╔══
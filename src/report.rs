//! Validation findings and the verdict returned to callers.

use std::fmt;

use serde::Serialize;
use serde_json::Value;

use crate::types::ExpectedType;

/// A value whose JSON type does not match the declared one.
#[derive(Debug, Clone, PartialEq, Serialize)]
pub struct InvalidType {
    /// Field path, e.g. `parent.list[2].field`.
    pub path: String,
    pub expected_type: ExpectedType,
    /// The value the caller supplied.
    pub actually_value: Value,
}

impl fmt::Display for InvalidType {
    fn fmt(&self, f: &mut fmt::Formatter<'_>) -> fmt::Result {
        let path = if self.path.is_empty() {
            "<root>"
        } else {
            &self.path
        };
        write!(
            f,
            "{}: expected {}, got {}",
            path, self.expected_type, self.actually_value
        )
    }
}

/// Findings of one validation call.
///
/// Both lists keep the order in which fields were visited. Empty lists are left
/// out when serialized.
#[derive(Debug, Clone, Default, PartialEq, Serialize)]
pub struct ValidationReport {
    /// Paths of required fields that were absent.
    #[serde(skip_serializing_if = "Vec::is_empty")]
    pub required: Vec<String>,
    #[serde(skip_serializing_if = "Vec::is_empty")]
    pub invalid_type: Vec<InvalidType>,
}

impl ValidationReport {
    /// A report with a single missing field.
    pub fn missing(path: impl Into<String>) -> Self {
        ValidationReport {
            required: vec![path.into()],
            invalid_type: Vec::new(),
        }
    }

    /// A report with a single type mismatch.
    pub fn invalid(
        path: impl Into<String>,
        expected_type: impl Into<ExpectedType>,
        actually_value: &Value,
    ) -> Self {
        ValidationReport {
            required: Vec::new(),
            invalid_type: vec![InvalidType {
                path: path.into(),
                expected_type: expected_type.into(),
                actually_value: actually_value.clone(),
            }],
        }
    }

    pub fn is_empty(&self) -> bool {
        self.required.is_empty() && self.invalid_type.is_empty()
    }

    /// Number of findings across both categories.
    pub fn len(&self) -> usize {
        self.required.len() + self.invalid_type.len()
    }

    /// Concatenate two reports, `self` first.
    pub fn merge(self, other: ValidationReport) -> ValidationReport {
        let ValidationReport {
            mut required,
            mut invalid_type,
        } = self;
        required.extend(other.required);
        invalid_type.extend(other.invalid_type);
        ValidationReport {
            required,
            invalid_type,
        }
    }
}

impl FromIterator<ValidationReport> for ValidationReport {
    fn from_iter<I: IntoIterator<Item = ValidationReport>>(iter: I) -> Self {
        iter.into_iter()
            .fold(ValidationReport::default(), ValidationReport::merge)
    }
}

impl fmt::Display for ValidationReport {
    fn fmt(&self, f: &mut fmt::Formatter<'_>) -> fmt::Result {
        let mut lines = self
            .required
            .iter()
            .map(|path| format!("missing required field: {}", path))
            .chain(
                self.invalid_type
                    .iter()
                    .map(|invalid| format!("invalid type at {}", invalid)),
            )
            .peekable();

        while let Some(line) = lines.next() {
            f.write_str(&line)?;
            if lines.peek().is_some() {
                f.write_str("\n")?;
            }
        }
        Ok(())
    }
}

/// Outcome of a validation call.
///
/// Invalid data is an expected outcome, not an error: callers should surface the
/// report to whoever supplied the data and not send the request.
#[derive(Debug, Clone, PartialEq)]
pub enum Verdict {
    Valid,
    Invalid(ValidationReport),
}

impl Verdict {
    /// `Valid` for an empty report, `Invalid` otherwise.
    pub fn from_report(report: ValidationReport) -> Self {
        if report.is_empty() {
            Verdict::Valid
        } else {
            Verdict::Invalid(report)
        }
    }

    pub fn is_valid(&self) -> bool {
        matches!(self, Verdict::Valid)
    }

    pub fn report(&self) -> Option<&ValidationReport> {
        match self {
            Verdict::Valid => None,
            Verdict::Invalid(report) => Some(report),
        }
    }

    pub fn into_report(self) -> Option<ValidationReport> {
        match self {
            Verdict::Valid => None,
            Verdict::Invalid(report) => Some(report),
        }
    }
}

#[cfg(test)]
mod tests {
    use super::*;
    use crate::types::DataType;
    use serde_json::json;

    #[test]
    fn empty_categories_are_omitted() {
        let report = ValidationReport::missing("name");
        assert_eq!(
            serde_json::to_value(&report).unwrap(),
            json!({ "required": ["name"] })
        );

        let report = ValidationReport::invalid("objId", DataType::String, &json!(123));
        assert_eq!(
            serde_json::to_value(&report).unwrap(),
            json!({
                "invalid_type": [
                    { "path": "objId", "expected_type": "string", "actually_value": 123 }
                ]
            })
        );
    }

    #[test]
    fn collect_keeps_order() {
        let report: ValidationReport = vec![
            ValidationReport::missing("a"),
            ValidationReport::default(),
            ValidationReport::invalid("b", ExpectedType::Enum, &json!("X")),
            ValidationReport::missing("c"),
        ]
        .into_iter()
        .collect();

        assert_eq!(report.required, vec!["a", "c"]);
        assert_eq!(report.invalid_type.len(), 1);
        assert_eq!(report.len(), 3);
    }

    #[test]
    fn verdict_from_report() {
        assert_eq!(
            Verdict::from_report(ValidationReport::default()),
            Verdict::Valid
        );

        let verdict = Verdict::from_report(ValidationReport::missing("id"));
        assert!(!verdict.is_valid());
        assert_eq!(verdict.report().unwrap().required, vec!["id"]);
    }

    #[test]
    fn display_lists_findings() {
        let report = ValidationReport::missing("parent.name").merge(ValidationReport::invalid(
            "list[1]",
            DataType::Integer,
            &json!(true),
        ));
        assert_eq!(
            report.to_string(),
            "missing required field: parent.name\ninvalid type at list[1]: expected integer, got true"
        );
    }
}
╚══
▶ **Exercise description**: Start with the first line. Please copy exactly each line of the listing through the one with "the declared one.", including it.

▶ **Solution to the exercise**:
filename src/report.rs
//! Validation findings and the verdict returned to callers.

use std::fmt;

use serde::Serialize;
use serde_json::Value;

use crate::types::ExpectedType;

/// A value whose JSON type does not match the declared one.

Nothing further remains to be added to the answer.